For some reason Krystal burgers are worse for me than Taco Bell. No idea why. The only thing I can think of is the cooked onions, but I can eat far more cooked onions than can be found in a 6 pack of Krystals and not achieve anywhere near that level of flatulence.
Formerly something else...

altered

Flatulence?

I'm talking about turning your ass into a rocket motor. That isn't flatulence anymore, especially since we're talking about solid propellants.
"I am that worst of all type of criminal...I cannot bring myself to do what you tell me, because you told me."

There's over 100 of us in this meat-suit. You'd think it runs like a ship, but it's more like a hundred and ten angry ghosts having an old-school QuakeWorld tournament, three people desperately trying to make sure the gamers don't go hungry or soil themselves, and the Facilities manager weeping in the corner as the garbage piles high.

Bruno

I see what you're saying.

It's just that Krystal burgers are the closest thing I can relate to what seems to be the common Taco Bell Experience. Somehow I seem immune to whatever dark magic they use, but then tiny hamburgers activate hovercraft mode, somehow.

It just literally farts in the face of all scientific knowledge.
Formerly something else...

Pergamos

Tucson has a poutine place.  America Fries, or something.  It's very decidedly Poutine, not Canadian.

Bellingham has an actually Canadian poutine place.

Juana

Taco Bell is just Bad.
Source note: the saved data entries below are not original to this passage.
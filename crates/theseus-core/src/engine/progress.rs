use std::sync::Arc;
use std::sync::atomic::{AtomicBool, Ordering};

#[derive(Debug, Clone)]
pub enum Progress {
    PhaseStart { name: &'static str },
    PhaseFinish,

    TaskStart { total_steps: u64 },
    TaskIncrement,
    TaskFinish,

    Message(String),
}

pub type ProgressCallback<'a> = Box<dyn Fn(Progress) + Send + Sync + 'a>;

#[derive(Default)]
pub struct ProgressReporter<'a> {
    callback: Option<ProgressCallback<'a>>,
}

impl<'a> ProgressReporter<'a> {
    pub fn new() -> Self {
        Self::default()
    }

    pub fn with_callback(callback: ProgressCallback<'a>) -> Self {
        Self {
            callback: Some(callback),
        }
    }

    #[inline]
    pub fn report(&self, event: Progress) {
        if let Some(cb) = &self.callback {
            cb(event);
        }
    }
}

/// Shared flag that asks in-flight population work to stop.
///
/// Clones share the same flag, so a token handed to another thread (or a signal
/// handler) cancels the work of the manager it was taken from.
#[derive(Debug, Clone, Default)]
pub struct CancellationToken {
    flag: Arc<AtomicBool>,
}

impl CancellationToken {
    pub fn new() -> Self {
        Self::default()
    }

    pub fn cancel(&self) {
        self.flag.store(true, Ordering::SeqCst);
    }

    #[inline]
    pub fn is_cancelled(&self) -> bool {
        self.flag.load(Ordering::SeqCst)
    }

    /// Clears a previous cancellation so the next operation can run.
    pub fn reset(&self) {
        self.flag.store(false, Ordering::SeqCst);
    }
}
Doesn't make me miserable other than the actual act of eating it, but every time I go I remember why I don't. We have real Mexican food here and it's fucking good, so why?
"I dispose of obsolete meat machines.  Not because I hate them (I do) and not because they deserve it (they do), but because they are in the way and those older ones don't meet emissions codes.  They emit too much.  You don't like them and I don't like them, so spare me the hysteria."

Trivial

Quote from: altered on July 21, 2020, 08:03:10 PM
They don't use un-aged cheddar, they use cheese curds. Which you can get by straining cottage cheese if you're desperate enough for the real thing, but if you don't have real brown sauce (AND YOU DO NOT) it isn't worth it.

Fresh mozza is closest to cheese curd. Cheddar has more of the sharpness of it though, so if you aren't using real brown sauce just stop lying to yourself and use some bagged shredded cheddar.

I can get cheese curds at gas stations here.  It's good when it's still squeaks when you eat it.
Sexy Octopus of the Next Noosphere Horde

There are more nipples in the world than people.